### Data section
- - -

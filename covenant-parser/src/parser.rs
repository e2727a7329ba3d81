//! Recursive descent parser for contract test expressions

use crate::ast::{BinaryOp, Expr, Literal, UnaryOp};
use crate::error::{ParseError, ParseResult};
use crate::lexer::{Lexer, Token};
use std::ops::Range;
use tracing::trace;

pub struct Parser<'a> {
    source: &'a str,
    lexer: Lexer<'a>,
    current: Option<Token<'a>>,
    span: Range<usize>,
    /// Current parsing depth to prevent stack overflow
    depth: usize,
    /// Maximum allowed parsing depth
    max_depth: usize,
}

impl<'a> Parser<'a> {
    /// Default maximum parsing depth
    pub const DEFAULT_MAX_DEPTH: usize = 64;

    pub fn new(source: &'a str) -> Self {
        Self {
            source,
            lexer: Lexer::new(source),
            current: None,
            span: 0..0,
            depth: 0,
            max_depth: Self::DEFAULT_MAX_DEPTH,
        }
    }

    /// Set the maximum parsing depth
    pub fn with_max_depth(mut self, max_depth: usize) -> Self {
        self.max_depth = max_depth;
        self
    }

    /// Parse the whole source as a single expression
    pub fn parse(mut self) -> ParseResult<Expr> {
        if self.source.trim().is_empty() {
            return Err(ParseError::EmptyExpression);
        }
        self.advance()?;
        let expr = self.parse_expression()?;
        if let Some(token) = &self.current {
            return Err(ParseError::UnexpectedToken {
                position: self.span.start,
                expected: "end of expression".to_string(),
                found: token.to_string(),
            });
        }
        trace!(source = self.source, expr = %expr, "parsed expression");
        Ok(expr)
    }

    fn advance(&mut self) -> ParseResult<()> {
        match self.lexer.next_token()? {
            Some((token, span)) => {
                self.current = Some(token);
                self.span = span;
            }
            None => {
                self.current = None;
                self.span = self.source.len()..self.source.len();
            }
        }
        Ok(())
    }

    fn unexpected(&self, expected: &str) -> ParseError {
        match &self.current {
            Some(token) => ParseError::UnexpectedToken {
                position: self.span.start,
                expected: expected.to_string(),
                found: token.to_string(),
            },
            None => ParseError::UnexpectedEof(expected.to_string()),
        }
    }

    fn consume(&mut self, expected: Token<'a>, description: &str) -> ParseResult<()> {
        if self.current.as_ref() == Some(&expected) {
            self.advance()
        } else {
            Err(self.unexpected(description))
        }
    }

    /// Check and increment depth, returning error if max depth exceeded
    fn enter(&mut self) -> ParseResult<()> {
        if self.depth >= self.max_depth {
            return Err(ParseError::MaxDepthExceeded {
                depth: self.depth,
                max_depth: self.max_depth,
            });
        }
        self.depth += 1;
        Ok(())
    }

    /// Decrement depth when leaving a recursive call
    fn leave(&mut self) {
        self.depth = self.depth.saturating_sub(1);
    }

    /// Chained operators and postfix accessors build left-nested trees,
    /// so each link counts as one level of depth
    fn extend_chain(&mut self, links: &mut usize) -> ParseResult<()> {
        self.enter()?;
        *links += 1;
        Ok(())
    }

    fn end_chain(&mut self, links: usize) {
        self.depth = self.depth.saturating_sub(links);
    }

    fn parse_expression(&mut self) -> ParseResult<Expr> {
        self.enter()?;
        let result = self.parse_conditional_expression();
        self.leave();
        result
    }

    fn parse_conditional_expression(&mut self) -> ParseResult<Expr> {
        let condition = self.parse_or_expression()?;

        if matches!(self.current, Some(Token::Question)) {
            self.advance()?;
            let then_branch = self.parse_expression()?;
            self.consume(Token::Colon, "':'")?;
            let else_branch = self.parse_expression()?;
            return Ok(Expr::Conditional {
                condition: Box::new(condition),
                then_branch: Box::new(then_branch),
                else_branch: Box::new(else_branch),
            });
        }

        Ok(condition)
    }

    fn parse_or_expression(&mut self) -> ParseResult<Expr> {
        let mut left = self.parse_and_expression()?;
        let mut links = 0;

        while matches!(self.current, Some(Token::OrOr | Token::WordOr)) {
            self.advance()?;
            self.extend_chain(&mut links)?;
            let right = self.parse_and_expression()?;
            left = Expr::binary(BinaryOp::Or, left, right);
        }

        self.end_chain(links);
        Ok(left)
    }

    fn parse_and_expression(&mut self) -> ParseResult<Expr> {
        let mut left = self.parse_equality_expression()?;
        let mut links = 0;

        while matches!(self.current, Some(Token::AndAnd | Token::WordAnd)) {
            self.advance()?;
            self.extend_chain(&mut links)?;
            let right = self.parse_equality_expression()?;
            left = Expr::binary(BinaryOp::And, left, right);
        }

        self.end_chain(links);
        Ok(left)
    }

    fn parse_equality_expression(&mut self) -> ParseResult<Expr> {
        let mut left = self.parse_comparison_expression()?;
        let mut links = 0;

        loop {
            let op = match self.current {
                Some(Token::EqEq | Token::WordEq) => BinaryOp::Eq,
                Some(Token::NotEq | Token::WordNe) => BinaryOp::Ne,
                _ => break,
            };
            self.advance()?;
            self.extend_chain(&mut links)?;
            let right = self.parse_comparison_expression()?;
            left = Expr::binary(op, left, right);
        }

        self.end_chain(links);
        Ok(left)
    }

    fn parse_comparison_expression(&mut self) -> ParseResult<Expr> {
        let mut left = self.parse_additive_expression()?;
        let mut links = 0;

        loop {
            let op = match self.current {
                Some(Token::Less | Token::WordLt) => BinaryOp::Lt,
                Some(Token::Greater | Token::WordGt) => BinaryOp::Gt,
                Some(Token::LessEq | Token::WordLe) => BinaryOp::Le,
                Some(Token::GreaterEq | Token::WordGe) => BinaryOp::Ge,
                _ => break,
            };
            self.advance()?;
            self.extend_chain(&mut links)?;
            let right = self.parse_additive_expression()?;
            left = Expr::binary(op, left, right);
        }

        self.end_chain(links);
        Ok(left)
    }

    fn parse_additive_expression(&mut self) -> ParseResult<Expr> {
        let mut left = self.parse_multiplicative_expression()?;
        let mut links = 0;

        loop {
            let op = match self.current {
                Some(Token::Plus) => BinaryOp::Add,
                Some(Token::Minus) => BinaryOp::Sub,
                _ => break,
            };
            self.advance()?;
            self.extend_chain(&mut links)?;
            let right = self.parse_multiplicative_expression()?;
            left = Expr::binary(op, left, right);
        }

        self.end_chain(links);
        Ok(left)
    }

    fn parse_multiplicative_expression(&mut self) -> ParseResult<Expr> {
        let mut left = self.parse_unary_expression()?;
        let mut links = 0;

        loop {
            let op = match self.current {
                Some(Token::Star) => BinaryOp::Mul,
                Some(Token::Slash) => BinaryOp::Div,
                Some(Token::Percent) => BinaryOp::Mod,
                _ => break,
            };
            self.advance()?;
            self.extend_chain(&mut links)?;
            let right = self.parse_unary_expression()?;
            left = Expr::binary(op, left, right);
        }

        self.end_chain(links);
        Ok(left)
    }

    fn parse_unary_expression(&mut self) -> ParseResult<Expr> {
        let op = match self.current {
            Some(Token::Bang | Token::WordNot) => UnaryOp::Not,
            Some(Token::Minus) => UnaryOp::Neg,
            _ => return self.parse_postfix_expression(),
        };
        self.advance()?;

        self.enter()?;
        let operand = self.parse_unary_expression();
        self.leave();

        Ok(Expr::Unary {
            op,
            operand: Box::new(operand?),
        })
    }

    fn parse_postfix_expression(&mut self) -> ParseResult<Expr> {
        let mut expr = self.parse_primary_expression()?;
        let mut links = 0;

        loop {
            match self.current {
                Some(Token::Dot) => {
                    self.advance()?;
                    self.extend_chain(&mut links)?;
                    let name = match self.current {
                        Some(Token::Ident(name)) => name.to_string(),
                        _ => return Err(self.unexpected("property or method name")),
                    };
                    self.advance()?;

                    if matches!(self.current, Some(Token::LParen)) {
                        self.advance()?;
                        let args = self.parse_arguments(Token::RParen, "')'")?;
                        expr = Expr::MethodCall {
                            receiver: Box::new(expr),
                            method: name,
                            args,
                        };
                    } else {
                        expr = Expr::Property {
                            object: Box::new(expr),
                            name,
                        };
                    }
                }
                Some(Token::LBracket) => {
                    self.advance()?;
                    self.extend_chain(&mut links)?;
                    let index = self.parse_expression()?;
                    self.consume(Token::RBracket, "']'")?;
                    expr = Expr::Index {
                        target: Box::new(expr),
                        index: Box::new(index),
                    };
                }
                _ => break,
            }
        }

        self.end_chain(links);
        Ok(expr)
    }

    /// Comma separated expressions up to and including `close`
    fn parse_arguments(&mut self, close: Token<'a>, description: &str) -> ParseResult<Vec<Expr>> {
        let mut args = Vec::new();

        if self.current.as_ref() == Some(&close) {
            self.advance()?;
            return Ok(args);
        }

        loop {
            args.push(self.parse_expression()?);
            if matches!(self.current, Some(Token::Comma)) {
                self.advance()?;
            } else {
                break;
            }
        }

        self.consume(close, description)?;
        Ok(args)
    }

    fn parse_primary_expression(&mut self) -> ParseResult<Expr> {
        let expr = match self.current.take() {
            Some(Token::Integer(n)) => Expr::Literal(Literal::Integer(n)),
            Some(Token::Float(x)) => Expr::Literal(Literal::Float(x)),
            Some(Token::String(s)) => Expr::Literal(Literal::String(s)),
            Some(Token::True) => Expr::Literal(Literal::Boolean(true)),
            Some(Token::False) => Expr::Literal(Literal::Boolean(false)),
            Some(Token::Null) => Expr::Literal(Literal::Null),
            Some(Token::Ident(name)) | Some(Token::Keyword(name)) => Expr::identifier(name),
            Some(Token::LParen) => {
                self.advance()?;
                let inner = self.parse_expression()?;
                self.consume(Token::RParen, "')'")?;
                return Ok(inner);
            }
            Some(Token::LBracket) => {
                self.advance()?;
                let items = self.parse_arguments(Token::RBracket, "']'")?;
                return Ok(Expr::List(items));
            }
            other => {
                self.current = other;
                return Err(self.unexpected("expression"));
            }
        };
        self.advance()?;
        Ok(expr)
    }
}

#[cfg(test)]
#[path = "parser_tests.rs"]
mod tests;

- - -

### Your objective
Give the exact lines, and only those, from the line containing "self.current = None;" through the line containing "Some(token) => ParseError::UnexpectedToken" in the entries above.

### Exercise response
                self.current = None;
                self.span = self.source.len()..self.source.len();
            }
        }
        Ok(())
    }

    fn unexpected(&self, expected: &str) -> ParseError {
        match &self.current {
            Some(token) => ParseError::UnexpectedToken {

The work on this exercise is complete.